Juliana sintió una dulce calidez en el corazón, mientras Valentina sintió como si le patearan el pecho. Su padre era su persona favorita en el mundo, y solo pensar en que todo era una farsa la hacía estremecer. Si León llegaba a enterarse, seguramente se sentiría profundamente decepcionado.

—Gracias, León. Lo aprecio mucho —respondió Juliana con una sonrisa agradecida.

León les dio un beso en la mejilla a cada una y se retiró. De camino a casa, Valentina no dijo una sola palabra. Miraba por la ventana, perdida en sus pensamientos, sintiéndose patética por haber llegado tan lejos con esta mentira. Todo esto la estaba ilusionando más de lo que debía. Se sentía como una tonta desesperada, viviendo un sueño que sabía que nunca se cumpliría.

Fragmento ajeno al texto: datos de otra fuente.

//! Analysis backend gateway - HTTP transport, wire formats, response cache

mod client;
mod transport;
mod types;

pub use client::{Gateway, DEFAULT_CACHE_TTL};
pub use transport::{HttpResponse, ReqwestTransport, Transport};
pub use types::{statement_filename, ExportKind, ExportRequest, ExportedFile, HealthStatus};
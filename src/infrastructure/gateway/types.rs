//! Backend wire formats and their conversion into domain types

use std::collections::BTreeMap;

use rust_decimal::Decimal;
use serde::{Deserialize, Serialize};

use crate::domain::{
    from_base_units, AnalysisResult, BalanceSnapshot, Chain, DateRange, Statistics, TokenBalance,
    Transaction,
};
use crate::error::GatewayError;

/// `{success, error}` wrapper every backend JSON reply carries
#[derive(Debug, Deserialize)]
pub(crate) struct Envelope {
    #[serde(default)]
    pub success: Option<bool>,
    #[serde(default)]
    pub error: Option<String>,
}

#[derive(Debug, Deserialize)]
#[serde(untagged)]
enum RawTokenBalance {
    Detailed {
        balance: Decimal,
        #[allow(dead_code)]
        #[serde(default)]
        contract: Option<String>,
    },
    Plain(Decimal),
}

impl RawTokenBalance {
    fn balance(&self) -> Decimal {
        match self {
            RawTokenBalance::Detailed { balance, .. } => *balance,
            RawTokenBalance::Plain(balance) => *balance,
        }
    }
}

#[derive(Debug, Deserialize)]
struct AnalyzeResponse {
    #[serde(default)]
    success: bool,
    #[serde(default)]
    error: Option<String>,
    /// Smallest-unit integer, as a string or a number
    #[serde(default)]
    balance: Option<serde_json::Value>,
    #[serde(default)]
    token_balances: Option<BTreeMap<String, RawTokenBalance>>,
    #[serde(default)]
    opening_balance: Option<serde_json::Value>,
    #[serde(default)]
    opening_token_balances: Option<BTreeMap<String, RawTokenBalance>>,
    #[serde(default)]
    transactions: Vec<Transaction>,
}

fn raw_amount(value: &serde_json::Value) -> Option<String> {
    match value {
        serde_json::Value::String(s) => Some(s.clone()),
        serde_json::Value::Number(n) => Some(n.to_string()),
        _ => None,
    }
}

fn token_list(tokens: Option<BTreeMap<String, RawTokenBalance>>) -> Vec<TokenBalance> {
    tokens
        .unwrap_or_default()
        .into_iter()
        .map(|(symbol, raw)| TokenBalance::new(symbol, raw.balance()))
        .collect()
}

fn snapshot(
    chain: Chain,
    native: &serde_json::Value,
    tokens: Option<BTreeMap<String, RawTokenBalance>>,
) -> Result<BalanceSnapshot, GatewayError> {
    let raw = raw_amount(native).unwrap_or_default();
    let native = from_base_units(&raw, chain.decimals())
        .map_err(|e| GatewayError::Decode(e.to_string()))?;
    Ok(BalanceSnapshot::new(native, token_list(tokens)))
}

/// Decode an `/analyze` reply
pub(crate) fn decode_analysis(
    chain: Chain,
    address: &str,
    range: DateRange,
    body: &[u8],
) -> Result<AnalysisResult, GatewayError> {
    let response: AnalyzeResponse =
        serde_json::from_slice(body).map_err(|e| GatewayError::Decode(e.to_string()))?;

    if !response.success {
        return Err(GatewayError::Backend(
            response
                .error
                .unwrap_or_else(|| "analysis failed".to_string()),
        ));
    }

    let balance = snapshot(
        chain,
        response.balance.as_ref().unwrap_or(&serde_json::Value::Null),
        response.token_balances,
    )?;
    let opening_balance = match response.opening_balance.as_ref() {
        Some(value) if !value.is_null() => {
            Some(snapshot(chain, value, response.opening_token_balances)?)
        }
        _ => None,
    };

    let mut result = AnalysisResult::new(chain, address, range, balance, response.transactions);
    result.opening_balance = opening_balance;
    Ok(result)
}

/// Best-effort error text from a failed reply body
pub(crate) fn backend_error(body: &[u8]) -> Option<String> {
    serde_json::from_slice::<Envelope>(body)
        .ok()
        .filter(|e| e.success != Some(true))
        .and_then(|e| e.error)
}

#[derive(Debug, Clone, Copy, PartialEq, Eq)]
pub enum ExportKind {
    Pdf,
    Csv,
}

impl ExportKind {
    pub fn extension(&self) -> &'static str {
        match self {
            ExportKind::Pdf => "pdf",
            ExportKind::Csv => "csv",
        }
    }
}

/// Everything the backend needs to render a statement with user corrections applied
#[derive(Debug, Clone)]
pub struct ExportRequest {
    pub chain: Chain,
    pub address: String,
    pub range: DateRange,
    pub transactions: Vec<Transaction>,
    pub opening_balance: Option<BalanceSnapshot>,
    pub current_balance: Option<BalanceSnapshot>,
    pub statistics: Statistics,
}

impl ExportRequest {
    pub(crate) fn payload(&self) -> Result<serde_json::Value, GatewayError> {
        let payload = ExportPayload {
            blockchain: self.chain,
            address: &self.address,
            start_date: self.range.start().to_string(),
            end_date: self.range.end().to_string(),
            transactions: &self.transactions,
            opening_balance: self.opening_balance.as_ref(),
            current_balance: self.current_balance.as_ref(),
            statistics: &self.statistics,
        };
        serde_json::to_value(payload).map_err(|e| GatewayError::Decode(e.to_string()))
    }

    pub fn default_filename(&self, kind: ExportKind) -> String {
        statement_filename(self.chain, &self.address, self.range, kind)
    }
}

/// `{chain}_{address[..8]}_statement_{start}_to_{end}.{ext}`
pub fn statement_filename(chain: Chain, address: &str, range: DateRange, kind: ExportKind) -> String {
    let short: String = address.chars().take(8).collect();
    format!(
        "{}_{}_statement_{}_to_{}.{}",
        chain.slug(),
        short,
        range.start(),
        range.end(),
        kind.extension()
    )
}

#[derive(Serialize)]
#[serde(rename_all = "camelCase")]
struct ExportPayload<'a> {
    blockchain: Chain,
    address: &'a str,
    start_date: String,
    end_date: String,
    transactions: &'a [Transaction],
    opening_balance: Option<&'a BalanceSnapshot>,
    current_balance: Option<&'a BalanceSnapshot>,
    statistics: &'a Statistics,
}

/// A rendered statement downloaded from the backend
#[derive(Debug, Clone, PartialEq, Eq)]
pub struct ExportedFile {
    pub kind: ExportKind,
    pub filename: String,
    pub bytes: Vec<u8>,
}

/// Extract `filename` from a `Content-Disposition` header
pub(crate) fn disposition_filename(header: &str) -> Option<String> {
    header
        .split(';')
        .map(str::trim)
        .find_map(|part| part.strip_prefix("filename="))
        .map(|name| name.trim().trim_matches('"').to_string())
        .filter(|name| !name.is_empty() && !name.contains('/') && !name.contains('\\'))
}

#[derive(Debug, Clone, PartialEq, Eq, Deserialize)]
pub struct HealthStatus {
    pub status: String,
    #[serde(default)]
    pub service: Option<String>,
    #[serde(default)]
    pub version: Option<String>,
}

#[cfg(test)]
mod tests {
    use super::*;

    fn range() -> DateRange {
        DateRange::parse("2024-01-01", "2024-01-31").unwrap()
    }

    #[test]
    fn test_decode_analysis_converts_base_units() {
        let body = br#"{
            "success": true,
            "balance": "2500000000000000000",
            "token_balances": {"USDT": {"balance": 1000.5, "contract": "0xdac1"}},
            "opening_balance": 1000000000000000000,
            "transactions": [],
            "statistics": {"total_in": 0, "total_out": 0, "net_flow": 0, "total_transactions": 0}
        }"#;
        let result = decode_analysis(Chain::Ethereum, "0xabc", range(), body).unwrap();
        assert_eq!(result.balance.native, Decimal::new(25, 1));
        assert_eq!(result.balance.tokens, vec![TokenBalance::new("USDT", Decimal::new(10005, 1))]);
        assert_eq!(result.opening_balance.unwrap().native, Decimal::ONE);
        assert_eq!(result.statistics.count, 0);
    }

    #[test]
    fn test_decode_analysis_failure_envelope() {
        let body = br#"{"success": false, "error": "Unsupported blockchain: foo"}"#;
        assert_eq!(
            decode_analysis(Chain::Ethereum, "0xabc", range(), body),
            Err(GatewayError::Backend("Unsupported blockchain: foo".into()))
        );
        assert!(matches!(
            decode_analysis(Chain::Ethereum, "0xabc", range(), b"<html>"),
            Err(GatewayError::Decode(_))
        ));
    }

    #[test]
    fn test_disposition_filename() {
        assert_eq!(
            disposition_filename(r#"attachment; filename="report.pdf""#).as_deref(),
            Some("report.pdf")
        );
        assert_eq!(disposition_filename("attachment; filename=a.csv").as_deref(), Some("a.csv"));
        assert_eq!(disposition_filename("attachment"), None);
        assert_eq!(disposition_filename(r#"attachment; filename="../x""#), None);
    }

    #[test]
    fn test_default_filename() {
        let request = ExportRequest {
            chain: Chain::Polygon,
            address: "0x742d35Cc6634C0532925a3b844Bc454e4438f44e".into(),
            range: range(),
            transactions: Vec::new(),
            opening_balance: None,
            current_balance: None,
            statistics: Statistics::default(),
        };
        assert_eq!(
            request.default_filename(ExportKind::Pdf),
            "polygon_0x742d35_statement_2024-01-01_to_2024-01-31.pdf"
        );
    }
}
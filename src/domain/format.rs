//! Display helpers for addresses, amounts and dates

use chrono::{DateTime, Utc};
use rust_decimal::Decimal;

use super::Transaction;

/// `0x1234...abcd` style shortening. Short values are returned unchanged.
pub fn format_address(value: &str) -> String {
    let value = value.trim();
    if value.chars().count() <= 10 {
        return value.to_string();
    }
    let start: String = value.chars().take(6).collect();
    let end: String = value
        .chars()
        .rev()
        .take(4)
        .collect::<String>()
        .chars()
        .rev()
        .collect();
    format!("{}...{}", start, end)
}

pub fn format_amount(amount: Decimal, symbol: &str, decimals: u32) -> String {
    let precision = decimals as usize;
    format!("{:.*} {}", precision, amount.round_dp(decimals), symbol)
}

/// Amount prefixed with `+` for incoming and `-` for outgoing transfers
pub fn format_signed_amount(tx: &Transaction, native_symbol: &str, decimals: u32) -> String {
    let prefix = match tx.direction {
        super::Direction::In => "+",
        super::Direction::Out => "-",
    };
    format!(
        "{}{}",
        prefix,
        format_amount(tx.amount, tx.token_or(native_symbol), decimals)
    )
}

/// Signed change, always carrying an explicit sign
pub fn format_change(amount: Decimal, symbol: &str, decimals: u32) -> String {
    if amount >= Decimal::ZERO {
        format!("+{}", format_amount(amount, symbol, decimals))
    } else {
        format_amount(amount, symbol, decimals)
    }
}

/// `$1,234.56`; `N/A` when no value is known
pub fn format_usd(value: Option<Decimal>) -> String {
    let Some(value) = value else {
        return "N/A".to_string();
    };
    let rounded = value.round_dp(2);
    let sign = if rounded.is_sign_negative() && !rounded.is_zero() {
        "-"
    } else {
        ""
    };
    let text = format!("{:.2}", rounded.abs());
    let (int_part, frac_part) = text.split_once('.').unwrap_or((text.as_str(), "00"));
    format!("{}${}.{}", sign, group_thousands(int_part), frac_part)
}

pub fn format_percent(value: Decimal) -> String {
    let rounded = value.round_dp(2);
    if rounded >= Decimal::ZERO {
        format!("+{:.2}%", rounded)
    } else {
        format!("{:.2}%", rounded)
    }
}

pub fn format_date(ts: DateTime<Utc>) -> String {
    ts.format("%b %d, %Y %H:%M").to_string()
}

fn group_thousands(digits: &str) -> String {
    let len = digits.len();
    let mut out = String::with_capacity(len + len / 3);
    for (idx, ch) in digits.chars().enumerate() {
        if idx > 0 && (len - idx) % 3 == 0 {
            out.push(',');
        }
        out.push(ch);
    }
    out
}
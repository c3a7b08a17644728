use ratatui::layout::{Constraint, Direction, Layout, Rect};

#[derive(Debug, Clone, Copy)]
pub struct UiAreas {
    pub size: Rect,
    pub header: Rect,
    pub cards: Rect,
    pub table: Rect,
    pub pagination: Rect,
    pub breakdown: Rect,
    pub volume: Rect,
    pub status_line: Rect,
    pub command_line: Rect,
}

pub fn areas(size: Rect) -> UiAreas {
    let vertical = Layout::default()
        .direction(Direction::Vertical)
        .constraints([
            Constraint::Length(3),
            Constraint::Length(4),
            Constraint::Min(0),
            Constraint::Length(2),
        ])
        .split(size);

    let main_chunks = Layout::default()
        .direction(Direction::Horizontal)
        .constraints([Constraint::Percentage(72), Constraint::Percentage(28)])
        .split(vertical[2]);

    let table_chunks = Layout::default()
        .direction(Direction::Vertical)
        .constraints([Constraint::Min(3), Constraint::Length(1)])
        .split(main_chunks[0]);

    let side_chunks = Layout::default()
        .direction(Direction::Vertical)
        .constraints([Constraint::Percentage(55), Constraint::Percentage(45)])
        .split(main_chunks[1]);

    let footer_chunks = Layout::default()
        .direction(Direction::Vertical)
        .constraints([Constraint::Length(1), Constraint::Length(1)])
        .split(vertical[3]);

    UiAreas {
        size,
        header: vertical[0],
        cards: vertical[1],
        table: table_chunks[0],
        pagination: table_chunks[1],
        breakdown: side_chunks[0],
        volume: side_chunks[1],
        status_line: footer_chunks[0],
        command_line: footer_chunks[1],
    }
}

Al llegar, Valentina salió del auto sin decir nada. Juliana, preocupada, la siguió en silencio, respetando su espacio. Entraron al departamento y permanecieron calladas hasta que ambas se dirigieron a sus respectivas habitaciones.

—Buenas noches, Juls. Gracias por ayudarme en esta tontería —dijo Valentina en voz baja, con una mueca cansada.

—Por supuesto, Val —respondió Juliana con suavidad.

Valentina se metió en la cama y cerró los ojos, intentando ahogar el peso que sentía en el pecho.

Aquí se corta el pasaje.